Building functional UI from design mockups with Penpot

Modern React applications require more than polished visuals; they demand modular, reusable components that are consistent and easy to maintain. Yet, turning high-fidelity designs into production-ready code remains one of the most fragmented steps in the development process. Designers hand off mockups, developers interpret them, and along the way, alignment often breaks down, which results in duplicated effort, inconsistent UI, and inevitable delayed delivery.

Building Functional UI From Design Mockups With Penpot

In this article, you’ll learn how to take an open source design from Penpot, a collaborative, Figma-like design tool, and transform it into a fully functional React component, documented and tested with Storybook.

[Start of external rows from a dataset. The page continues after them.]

//! Engine: the system registry and per-frame driver.
//!
//! Systems are registered once at startup under a unique name. Each frame the
//! host binds the active scene with [`Engine::set_active_scene`] and then
//! calls [`Engine::update_systems`], which runs every system in registration
//! order. Systems run sequentially and may observe what earlier systems did
//! to the scene in the same frame.

use std::rc::Rc;

use ecs_component::SharedScene;
use tracing::{debug, info};

use crate::error::EngineError;
use crate::system::System;

/// Registry of all systems, in registration order.
#[derive(Debug, Default)]
pub struct Engine {
    /// Registered systems. Names are unique.
    systems: Vec<Box<dyn System>>,
}

impl Engine {
    /// Create a new engine with no systems.
    #[must_use]
    pub fn new() -> Self {
        Self {
            systems: Vec::new(),
        }
    }

    /// Register a system under its name.
    ///
    /// # Errors
    ///
    /// Returns [`EngineError::DuplicateSystem`] if a system with the same name
    /// is already registered. The existing system is left in place.
    pub fn add_system(&mut self, system: impl System) -> Result<(), EngineError> {
        self.add_boxed_system(Box::new(system))
    }

    /// Register an already boxed system, e.g. one returned by
    /// [`Engine::remove_system`].
    ///
    /// # Errors
    ///
    /// Returns [`EngineError::DuplicateSystem`] on a name clash.
    pub fn add_boxed_system(&mut self, system: Box<dyn System>) -> Result<(), EngineError> {
        if self.systems.iter().any(|s| s.name() == system.name()) {
            return Err(EngineError::DuplicateSystem(system.name().to_owned()));
        }
        info!(system = system.name(), id = system.id(), "system registered");
        self.systems.push(system);
        Ok(())
    }

    /// Remove a system by name.
    ///
    /// Returns the system if it was registered.
    pub fn remove_system(&mut self, name: &str) -> Option<Box<dyn System>> {
        let index = self.systems.iter().position(|s| s.name() == name)?;
        info!(system = name, "system removed");
        Some(self.systems.remove(index))
    }

    /// The first registered system of kind `K`.
    #[must_use]
    pub fn get_system<K: System>(&self) -> Option<&K> {
        self.systems
            .iter()
            .find_map(|s| s.as_any().downcast_ref::<K>())
    }

    /// The first registered system of kind `K`, mutably.
    pub fn get_system_mut<K: System>(&mut self) -> Option<&mut K> {
        self.systems
            .iter_mut()
            .find_map(|s| s.as_any_mut().downcast_mut::<K>())
    }

    /// The system of kind `K` registered under `name`.
    #[must_use]
    pub fn get_system_named<K: System>(&self, name: &str) -> Option<&K> {
        self.systems
            .iter()
            .filter(|s| s.name() == name)
            .find_map(|s| s.as_any().downcast_ref::<K>())
    }

    /// The system of kind `K` registered under `name`, mutably.
    pub fn get_system_named_mut<K: System>(&mut self, name: &str) -> Option<&mut K> {
        self.systems
            .iter_mut()
            .filter(|s| s.name() == name)
            .find_map(|s| s.as_any_mut().downcast_mut::<K>())
    }

    /// Bind `scene` to every registered system. Systems already bound to this
    /// scene are left untouched.
    pub fn set_active_scene(&mut self, scene: &SharedScene) {
        for system in &mut self.systems {
            system.set_current_scene(Some(Rc::clone(scene)));
        }
    }

    /// Unbind the scene from every registered system.
    pub fn clear_active_scene(&mut self) {
        for system in &mut self.systems {
            system.set_current_scene(None);
        }
    }

    /// Run every system's update once, in registration order.
    pub fn update_systems(&mut self, dt: f32) {
        debug!(dt, systems = self.systems.len(), "updating systems");
        for system in &mut self.systems {
            system.update(dt);
        }
    }

    /// Returns the number of registered systems.
    #[must_use]
    pub fn system_count(&self) -> usize {
        self.systems.len()
    }

    /// Returns `true` if no system is registered.
    #[must_use]
    pub fn is_empty(&self) -> bool {
        self.systems.is_empty()
    }

    /// Names of the registered systems, in registration order.
    pub fn system_names(&self) -> impl Iterator<Item = &str> {
        self.systems.iter().map(|s| s.name())
    }
}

The goal is to create a repeatable approach that produces clean, maintainable UI code that stays aligned with the design.

What is Penpot?

Penpot Homepage

Penpot is an open source design and prototyping tool built for designers and developers to collaborate. It is browser-based and platform-independent, meaning anyone can access it without installing special software, unlike traditional tools that lock users into a specific workflow or platform.

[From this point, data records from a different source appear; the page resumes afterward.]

//! # ecs_system
//!
//! The "S" in ECS: per-frame processing units and the engine that drives
//! them.
//!
//! The host loop binds a scene and ticks the engine once per frame:
//!
//! ```rust
//! use ecs_component::{Component, Entity, Rigidbody, Scene};
//! use ecs_system::{Engine, PhysicsSystem, RecordingSink, SystemConfig};
//!
//! let recorder = RecordingSink::new();
//! let mut engine = Engine::new();
//! engine
//!     .add_system(PhysicsSystem::new(SystemConfig::new("physics")).with_sink(recorder.clone()))
//!     .unwrap();
//!
//! let scene = Scene::new("world")
//!     .with_entity(Entity::new("crate").with_component(Rigidbody::new("body").with_mass(2.0).with_enabled(true)))
//!     .into_shared();
//!
//! engine.set_active_scene(&scene);
//! engine.update_systems(1.0 / 60.0);
//! assert_eq!(recorder.lines(), vec!["\"crate\" rigidbody \"body\" Mass is : 2"]);
//! ```

pub mod config;
pub mod diagnostic;
pub mod engine;
pub mod error;
pub mod physics;
pub mod sound;
pub mod system;

pub use config::SystemConfig;
pub use diagnostic::{Diagnostic, DiagnosticSink, RecordingSink, StdoutSink, TracingSink};
pub use engine::Engine;
pub use error::EngineError;
pub use physics::PhysicsSystem;
pub use sound::SoundSystem;
pub use system::{System, SystemState};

Designers often feel limited by tools like Figma or Sketch, which can restrict access due to paid plans, platform dependency (e.g., macOS only), or lack of real-time collaboration with developers who live in code. Penpot removes those limitations by being fully open source, self-hostable, and accessible to anyone on any operating system.

Penpot builds its layout engine on Flexbox, which mirrors how modern UIs are actually implemented in code. This results in less friction during handoff, which means what designers build in Penpot looks and behaves closer to the real web product.

Penpot vs. Figma

At first glance, Penpot looks a lot like Figma; it has a clean interface, drag-and-drop boards, prototyping flows, team collaboration, and components. But its foundational principles and use cases set it apart.

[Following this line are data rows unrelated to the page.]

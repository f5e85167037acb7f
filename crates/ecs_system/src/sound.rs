//! Sound system.
//!
//! Observes the playback state of every [`SoundSource`] in the bound scene
//! and reports transitions. State is tracked per track path and only for the
//! current scene: binding another scene forgets everything.
//!
//! Two passes run per frame. The scene-level pass processes every sound the
//! scene owns directly, enabled or not. The entity-level pass only processes
//! enabled sounds. A disabled sound reached by the scene-level pass is forced
//! back to [`PlaybackState::Stopped`].

use std::any::Any;
use std::collections::HashMap;

use ecs_component::{Component, Container, PlaybackState, SoundSource};
use tracing::{debug, warn};

use crate::config::SystemConfig;
use crate::diagnostic::{Diagnostic, DiagnosticSink, TracingSink};
use crate::system::{System, SystemState};

/// Per-frame sound-state tracking.
#[derive(Debug)]
pub struct SoundSystem {
    state: SystemState,
    sink: Box<dyn DiagnosticSink>,
    /// Last observed state per track path.
    tracked: HashMap<String, PlaybackState>,
}

impl SoundSystem {
    /// Create a sound system reporting through [`TracingSink`].
    #[must_use]
    pub fn new(config: SystemConfig) -> Self {
        Self {
            state: SystemState::new(config),
            sink: Box::new(TracingSink),
            tracked: HashMap::new(),
        }
    }

    /// Replace the diagnostic sink.
    #[must_use]
    pub fn with_sink(mut self, sink: impl DiagnosticSink + 'static) -> Self {
        self.sink = Box::new(sink);
        self
    }

    /// The last observed state of a track, if it has been seen in the
    /// current scene.
    #[must_use]
    pub fn tracked_state(&self, path: &str) -> Option<PlaybackState> {
        self.tracked.get(path).copied()
    }

    /// Number of tracks being tracked.
    #[must_use]
    pub fn tracked_len(&self) -> usize {
        self.tracked.len()
    }

    fn process(&mut self, sound: &mut SoundSource) {
        let last = match self.tracked.get(&sound.path).copied() {
            Some(state) => state,
            None => {
                debug!(system = self.state.name(), path = %sound.path, "tracking new sound");
                self.tracked
                    .insert(sound.path.clone(), PlaybackState::Stopped);
                PlaybackState::Stopped
            }
        };

        let owner = sound.info().owner_name().to_owned();
        if sound.is_enabled() {
            if sound.playback_state != last {
                self.tracked
                    .insert(sound.path.clone(), sound.playback_state);
                debug!(
                    owner = %owner,
                    path = %sound.path,
                    from = %last,
                    to = %sound.playback_state,
                    "sound state changed"
                );
                self.sink.emit(&Diagnostic::SoundChanged {
                    owner,
                    path: sound.path.clone(),
                    state: sound.playback_state,
                });
            }
        } else if sound.playback_state != PlaybackState::Stopped {
            sound.playback_state = PlaybackState::Stopped;
            self.tracked
                .insert(sound.path.clone(), PlaybackState::Stopped);
            debug!(owner = %owner, path = %sound.path, "disabled sound forced to stopped");
            self.sink.emit(&Diagnostic::SoundDisabled {
                owner,
                path: sound.path.clone(),
            });
        }
    }
}

impl System for SoundSystem {
    fn state(&self) -> &SystemState {
        &self.state
    }

    fn state_mut(&mut self) -> &mut SystemState {
        &mut self.state
    }

    fn update(&mut self, _dt: f32) {
        let Some(shared) = self.state.active_scene() else {
            return;
        };
        let Ok(mut scene) = shared.try_borrow_mut() else {
            warn!(system = self.state.name(), "scene is already borrowed, skipping frame");
            return;
        };

        for sound in scene.get_components_mut::<SoundSource>() {
            self.process(sound);
        }

        for entity in scene.entities_mut() {
            for sound in entity.get_components_mut::<SoundSource>() {
                if sound.is_enabled() {
                    self.process(sound);
                }
            }
        }
    }

    fn on_scene_changed(&mut self) {
        debug!(
            system = self.state.name(),
            forgotten = self.tracked.len(),
            "clearing tracked sounds"
        );
        self.tracked.clear();
    }

    fn as_any(&self) -> &dyn Any {
        self
    }

    fn as_any_mut(&mut self) -> &mut dyn Any {
        self
    }
}

#[cfg(test)]
mod tests {
    use std::rc::Rc;

    use ecs_component::{Entity, Scene, SharedScene};

    use super::*;
    use crate::diagnostic::RecordingSink;

    fn sound_system(recorder: &RecordingSink) -> SoundSystem {
        SoundSystem::new(SystemConfig::new("sound")).with_sink(recorder.clone())
    }

    fn entity_sound(scene: &SharedScene, entity: &str) -> PlaybackState {
        scene
            .borrow()
            .find_entity_by_name(entity)
            .and_then(|e| e.get_component::<SoundSource>())
            .map(|s| s.playback_state)
            .unwrap()
    }

    fn set_entity_sound(scene: &SharedScene, entity: &str, state: PlaybackState) {
        scene
            .borrow_mut()
            .find_entity_by_name_mut(entity)
            .and_then(|e| e.get_component_mut::<SoundSource>())
            .unwrap()
            .playback_state = state;
    }

    fn playing_scene() -> SharedScene {
        Scene::new("s")
            .with_entity(
                Entity::new("A").with_component(
                    SoundSource::new("music", "x")
                        .with_enabled(true)
                        .with_state(PlaybackState::Playing),
                ),
            )
            .into_shared()
    }

    #[test]
    fn test_emits_once_per_actual_toggle() {
        let scene = playing_scene();
        let recorder = RecordingSink::new();
        let mut system = sound_system(&recorder);
        system.set_current_scene(Some(Rc::clone(&scene)));

        system.update(0.1);
        assert_eq!(recorder.lines(), vec!["\"A\" sound \"x\" changed to Playing!".to_owned()]);

        system.update(0.1);
        assert_eq!(recorder.len(), 1);

        set_entity_sound(&scene, "A", PlaybackState::Paused);
        system.update(0.1);
        assert_eq!(recorder.len(), 2);
        assert_eq!(recorder.lines()[1], "\"A\" sound \"x\" changed to Paused!");
        assert_eq!(system.tracked_state("x"), Some(PlaybackState::Paused));

        system.update(0.1);
        assert_eq!(recorder.len(), 2);
    }

    #[test]
    fn test_stopped_sound_is_seeded_silently() {
        let scene = Scene::new("s")
            .with_entity(
                Entity::new("A").with_component(SoundSource::new("m", "x").with_enabled(true)),
            )
            .into_shared();
        let recorder = RecordingSink::new();
        let mut system = sound_system(&recorder);
        system.set_current_scene(Some(scene));
        system.update(0.1);

        assert!(recorder.is_empty());
        assert_eq!(system.tracked_state("x"), Some(PlaybackState::Stopped));
    }

    #[test]
    fn test_disabled_scene_sound_is_forced_to_stopped() {
        let scene = Scene::new("s")
            .with_component(SoundSource::new("m", "x").with_state(PlaybackState::Playing))
            .into_shared();
        let recorder = RecordingSink::new();
        let mut system = sound_system(&recorder);
        system.set_current_scene(Some(Rc::clone(&scene)));

        system.update(0.1);
        assert_eq!(recorder.lines(), vec!["\"s\" sound \"x\" has been disabled!".to_owned()]);
        assert_eq!(
            scene.borrow().get_component::<SoundSource>().unwrap().playback_state,
            PlaybackState::Stopped
        );

        system.update(0.1);
        assert_eq!(recorder.len(), 1);
    }

    #[test]
    fn test_disabled_entity_sound_is_left_alone() {
        let scene = Scene::new("s")
            .with_entity(
                Entity::new("B")
                    .with_component(SoundSource::new("m", "y").with_state(PlaybackState::Playing)),
            )
            .into_shared();
        let recorder = RecordingSink::new();
        let mut system = sound_system(&recorder);
        system.set_current_scene(Some(Rc::clone(&scene)));
        system.update(0.1);

        assert!(recorder.is_empty());
        assert_eq!(entity_sound(&scene, "B"), PlaybackState::Playing);
        assert_eq!(system.tracked_state("y"), None);
    }

    #[test]
    fn test_scene_and_entity_sounds_both_reported() {
        let scene = Scene::new("s")
            .with_component(
                SoundSource::new("ambience", "wind")
                    .with_enabled(true)
                    .with_state(PlaybackState::Playing),
            )
            .with_entity(
                Entity::new("A").with_component(
                    SoundSource::new("music", "x")
                        .with_enabled(true)
                        .with_state(PlaybackState::Playing),
                ),
            )
            .into_shared();
        let recorder = RecordingSink::new();
        let mut system = sound_system(&recorder);
        system.set_current_scene(Some(scene));
        system.update(0.1);

        assert_eq!(
            recorder.lines(),
            vec![
                "\"s\" sound \"wind\" changed to Playing!".to_owned(),
                "\"A\" sound \"x\" changed to Playing!".to_owned(),
            ]
        );
    }

    #[test]
    fn test_shared_path_is_tracked_once() {
        let scene = Scene::new("s")
            .with_entity(Entity::new("A").with_component(
                SoundSource::new("m", "x").with_enabled(true).with_state(PlaybackState::Playing),
            ))
            .with_entity(Entity::new("B").with_component(
                SoundSource::new("m", "x").with_enabled(true).with_state(PlaybackState::Playing),
            ))
            .into_shared();
        let recorder = RecordingSink::new();
        let mut system = sound_system(&recorder);
        system.set_current_scene(Some(scene));
        system.update(0.1);

        assert_eq!(recorder.len(), 1);
        assert_eq!(recorder.count_containing("\"A\""), 1);
        assert_eq!(system.tracked_len(), 1);
    }

    #[test]
    fn test_scene_change_resets_tracking() {
        let first = playing_scene();
        let recorder = RecordingSink::new();
        let mut system = sound_system(&recorder);
        system.set_current_scene(Some(Rc::clone(&first)));
        system.update(0.1);
        assert_eq!(system.tracked_len(), 1);

        // Rebinding the same scene keeps the cache.
        system.set_current_scene(Some(Rc::clone(&first)));
        assert_eq!(system.tracked_len(), 1);

        system.set_current_scene(Some(playing_scene()));
        assert_eq!(system.tracked_len(), 0);
        system.update(0.1);
        assert_eq!(recorder.len(), 2);
    }

    #[test]
    fn test_disabled_system_does_nothing() {
        let scene = playing_scene();
        let recorder = RecordingSink::new();
        let mut system =
            SoundSystem::new(SystemConfig::new("sound").disabled()).with_sink(recorder.clone());
        system.set_current_scene(Some(scene));
        system.update(0.1);
        assert!(recorder.is_empty());
        assert_eq!(system.tracked_len(), 0);
    }
}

Penpot is fully open source and browser-based. You can use it in the cloud or host it yourself. That flexibility matters when you hit a paywall in Figma or worry about storing sensitive design systems in a closed ecosystem. With Penpot, design teams can own their design stack, which opens doors for compliance, customization, and cost control.

In Penpot’s latest version, it delivers features that speak directly to modern design-dev pain points:

  • True Flex and Grid layout tools that behave like actual CSS
  • A code inspect mode with HTML/CSS output for each element
  • Component libraries built with atomic design in mind
  • Live team collaboration, just like Figma

These features are intentionally built to reflect how real design teams work, especially when developers are part of a team. For example, layout tools in Penpot map directly to frontend systems. You don’t have to guess how a frame will behave on different screens. You can design with confidence, knowing your layout will hold up in code. This alignment saves time, cuts down rework, and improves communication between roles.

The inspect mode is also a huge win. It gives developers clean, copyable HTML and CSS — no more digging for spacing values or guessing at alignments. Best of all, Penpot is free. You can use it for open source projects, teams with strict data policies, organizations that want to avoid vendor lock-in, and design systems with complex dev handoff needs.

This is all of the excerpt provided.